A 23-year-old student died after falling from the LRT-1 Fernando Poe Jr. Station platform. This occurred around 10:30 a.m. on February 11, 2026.
Early reports also pointed to the student being struck by a passing vehicle after the fall. This pulled an ordinary driver into the center of the investigation. Police placed the driver in custody while they determined the exact cause of death. They were assessing if he should be held responsible, even as key facts were still being verified.
Why the Driver Was Taken Into Custody
While the student’s demise was a tragedy, the arrest of the driver struck social media users. After the student fell onto the northbound lane of EDSA, a passing vehicle was involved. The police initially placed the driver under custody as they prepared documentation and considered inquest proceedings.
In Philippine practice, that often gets framed under reckless imprudence resulting in homicide (Article 365 of the Revised Penal Code). this is basically criminal negligence. The key point is that Article 365 is not supposed to work like strict liability. The question is always: was there an inexcusable lack of precaution, given the situation, time, and place?
This is where the public backlash makes sense. An inquest is meant for situations involving people arrested and detained without a warrant. it’s supposed to quickly determine if they should remain under custody and be charged.
When the driver’s only “fault” is being on the road when an unavoidable event happens, detaining them can feel like punishment before any real finding of negligence exists. That’s the legal and human problem in one sentence.
How the Driver Was Released
On February 12, the Quezon City Police District said it released the driver at 4:10 p.m. after the student’s father executed a notarized letter stating he was not pursuing a complaint. QCPD also said its initial investigation and CCTV review showed no apparent indication of negligence on the driver’s part.

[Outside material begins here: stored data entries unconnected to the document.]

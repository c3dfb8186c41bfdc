//! 图片向量预计算
//!
//! 只处理缺少向量且未标记损坏的藏品，因此可以随时中断后继续。
//! 每一批在一个事务中提交，崩溃时最多丢失正在处理的一批。

mod fetch;
mod image;

use std::path::Path;
use std::sync::Arc;

use futures::{StreamExt, stream};
use indicatif::ProgressBar;
use log::{info, warn};
use serde::Serialize;
use tokio::task::spawn_blocking;

pub use self::fetch::{HttpFetcher, ImageFetcher};
pub use self::image::{INPUT_SIZE, PreparedImage, focal_point, prepare};
use crate::config::PipelineOptions;
use crate::db::{Database, NewEmbedding, PendingRow, crud};
use crate::encoder::Encoder;
use crate::error::{Error, Result};
use crate::index::VectorIndex;
use crate::metrics;
use crate::retry::RetryPolicy;
use crate::similarity::l2_normalize;

/// 一次运行的统计
#[derive(Debug, Clone, Copy, Default, PartialEq, Eq, Serialize)]
pub struct PipelineReport {
    /// 成功保存向量的数量
    pub embedded: usize,
    /// 新标记为损坏的数量
    pub broken: usize,
    /// 暂时失败、下次运行会重试的数量
    pub failed: usize,
}

impl PipelineReport {
    fn merge(&mut self, other: PipelineReport) {
        self.embedded += other.embedded;
        self.broken += other.broken;
        self.failed += other.failed;
    }
}

/// 单件藏品的处理结果
enum Outcome {
    Embedded(NewEmbedding),
    Broken(i64, String),
    Failed(i64, String),
}

/// 获取、解码或处理图片的失败在重试耗尽后都视为图片损坏，其余失败下次运行时重试
fn classify(id: i64, result: Result<NewEmbedding>) -> Outcome {
    match result {
        Ok(embedding) => Outcome::Embedded(embedding),
        Err(Error::PermanentAsset(reason) | Error::TransientUpstream(reason)) => {
            Outcome::Broken(id, reason)
        }
        Err(e @ Error::Image(_)) => Outcome::Broken(id, e.to_string()),
        Err(e) => Outcome::Failed(id, e.to_string()),
    }
}

pub struct Pipeline {
    db: Database,
    fetcher: Arc<dyn ImageFetcher>,
    encoder: Arc<dyn Encoder>,
    retry: RetryPolicy,
    batch_size: usize,
    concurrency: usize,
}

impl Pipeline {
    pub fn new(
        db: Database,
        fetcher: Arc<dyn ImageFetcher>,
        encoder: Arc<dyn Encoder>,
        opts: &PipelineOptions,
    ) -> Self {
        Self {
            db,
            fetcher,
            encoder,
            retry: RetryPolicy::from(opts),
            batch_size: opts.batch_size.max(1),
            concurrency: opts.concurrency.max(1),
        }
    }

    /// 删除所有向量和索引文件，之后需要从空索引重新运行
    pub async fn clean(&self, index_path: &Path) -> Result<()> {
        crud::clear_embeddings(&self.db).await?;
        if index_path.exists() {
            tokio::fs::remove_file(index_path).await?;
        }
        info!("已清空所有向量和向量索引");
        Ok(())
    }

    /// 为所有待处理的藏品计算向量，每批提交后追加到向量索引并保存
    pub async fn run(
        &self,
        index: &mut dyn VectorIndex,
        index_path: &Path,
        pb: &ProgressBar,
    ) -> Result<PipelineReport> {
        let pending = crud::pending_embeddings(&self.db).await?;
        info!("待计算向量的藏品: {}", pending.len());
        pb.set_length(pending.len() as u64);

        let mut report = PipelineReport::default();
        for batch in pending.chunks(self.batch_size) {
            let batch_report = self.run_batch(batch, index, index_path, pb).await?;
            report.merge(batch_report);
        }

        metrics::inc_pipeline("embedded", report.embedded as u64);
        metrics::inc_pipeline("broken", report.broken as u64);
        metrics::inc_pipeline("failed", report.failed as u64);
        info!(
            "向量计算完成: 成功 {}，损坏 {}，失败 {}",
            report.embedded, report.broken, report.failed
        );
        Ok(report)
    }

    async fn run_batch(
        &self,
        batch: &[PendingRow],
        index: &mut dyn VectorIndex,
        index_path: &Path,
        pb: &ProgressBar,
    ) -> Result<PipelineReport> {
        let outcomes = stream::iter(batch.iter().cloned())
            .map(|row| async move {
                let outcome = self.process(row).await;
                pb.inc(1);
                outcome
            })
            .buffer_unordered(self.concurrency)
            .collect::<Vec<_>>()
            .await;

        let mut report = PipelineReport::default();
        let mut embeddings = vec![];
        let mut broken = vec![];
        for outcome in outcomes {
            match outcome {
                Outcome::Embedded(embedding) => embeddings.push(embedding),
                Outcome::Broken(id, reason) => {
                    warn!("标记损坏图片 {id}: {reason}");
                    broken.push((id, reason));
                }
                Outcome::Failed(id, reason) => {
                    warn!("计算向量失败 {id}: {reason}");
                    report.failed += 1;
                }
            }
        }

        if !broken.is_empty() {
            let mut tx = self.db.begin().await?;
            for (id, reason) in &broken {
                crud::mark_broken(&mut *tx, *id, reason).await?;
            }
            tx.commit().await?;
            report.broken = broken.len();
        }

        // 先提交数据库再写索引文件，两者不一致时由加载索引时的检查修复
        let saved = crud::save_embedding_batch(&self.db, &embeddings).await?;
        for (row_id, embedding) in &saved {
            index.add(*row_id as u64, &embedding.vector)?;
        }
        if !saved.is_empty() {
            index.save(index_path)?;
        }
        report.embedded = saved.len();

        pb.set_message(format!("已提交 {} 条向量", saved.len()));
        info!("批次提交: 成功 {}，损坏 {}，失败 {}", report.embedded, report.broken, report.failed);
        Ok(report)
    }

    async fn process(&self, row: PendingRow) -> Outcome {
        classify(row.id, self.embed(&row).await)
    }

    async fn embed(&self, row: &PendingRow) -> Result<NewEmbedding> {
        let url = row.image_url.trim();
        let bytes = self.retry.run(|| self.fetcher.fetch(url)).await?;

        let prepared = spawn_blocking(move || prepare(&bytes))
            .await
            .map_err(|e| Error::Task(e.to_string()))??;

        // 编码器的暂时故障不是图片的问题，下次运行时重试
        let mut vector = self
            .retry
            .run(|| self.encoder.encode_image(&prepared.jpeg))
            .await
            .map_err(|e| match e {
                Error::TransientUpstream(msg) => Error::EncoderUnavailable(msg),
                e => e,
            })?;
        l2_normalize(&mut vector);

        Ok(NewEmbedding { artwork_id: row.id, vector, focal_point: prepared.focal_point })
    }
}
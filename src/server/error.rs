use axum::http::StatusCode;
use axum::response::{IntoResponse, Response};
use log::error;

use crate::error::Error;

pub type Result<T, E = AppError> = std::result::Result<T, E>;

/// 鉴权失败
#[derive(Debug, thiserror::Error)]
#[error("鉴权失败")]
pub struct Unauthorized;

/// API错误类型
pub struct AppError(pub anyhow::Error);

impl AppError {
    fn status(&self) -> StatusCode {
        if self.0.is::<Unauthorized>() {
            return StatusCode::UNAUTHORIZED;
        }
        match self.0.downcast_ref::<Error>() {
            Some(Error::InvalidPaging(_) | Error::MalformedQuery(_)) => StatusCode::BAD_REQUEST,
            Some(Error::NotFound(_)) => StatusCode::NOT_FOUND,
            _ => StatusCode::INTERNAL_SERVER_ERROR,
        }
    }
}

impl IntoResponse for AppError {
    fn into_response(self) -> Response {
        let status = self.status();
        if status.is_server_error() {
            error!("请求处理失败: {:#}", self.0);
        }
        (status, self.0.to_string()).into_response()
    }
}

impl<E> From<E> for AppError
where
    E: Into<anyhow::Error>,
{
    fn from(err: E) -> Self {
        Self(err.into())
    }
}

This outcome is important, but it doesn’t erase the underlying policy question: why does the process still allow an automatic custody-first approach? There is early evidence that already points to no negligence. The system’s default posture can turn an innocent driver into a suspect in minutes, then tell them days later they’re free to go. Even when police say it’s “standard operating procedure,” it still carries real consequences: public suspicion, fear, missed work, legal costs, and long-term trauma.
If the goal is fairness and public safety, a cleaner approach would separate fact-finding from punitive restraint. Investigators can secure CCTV, take statements, require alcohol/drug testing where appropriate, and preserve evidence without treating the driver like a criminal when the event appears unavoidable. In a case like this, the difference between “held for documentation” and “detained as a suspect” is not just wording. It’s liberty, dignity, and due process in practice
When a Public Tragedy Points to a Mental Health Gap
Even without speculating about a person’s private reasons, incidents like this sit in a painful overlap of public safety and mental health. The Philippines’ Mental Health Act (RA 11036) is explicit about the direction the country is supposed to take: mental health is a basic right, services should be timely and accessible, and people should be protected from stigma and discrimination.
That matters because rail stations, overpasses, and other high-traffic public places can become “last-mile” locations for people in crisis. This tend to occur when support feels far away, too expensive, or too shameful to ask for. The bigger issue isn’t just what happened on one morning. It’s the reality that prevention usually depends on earlier access to care, a family or school that can respond fast, and a system that treats mental health as routine health, not a side issue.
If you or someone you know is struggling, help is available. The NCMH Crisis Hotline (1553) is a 24/7 support line. The government has promoted crisis helplines as part of suicide prevention efforts.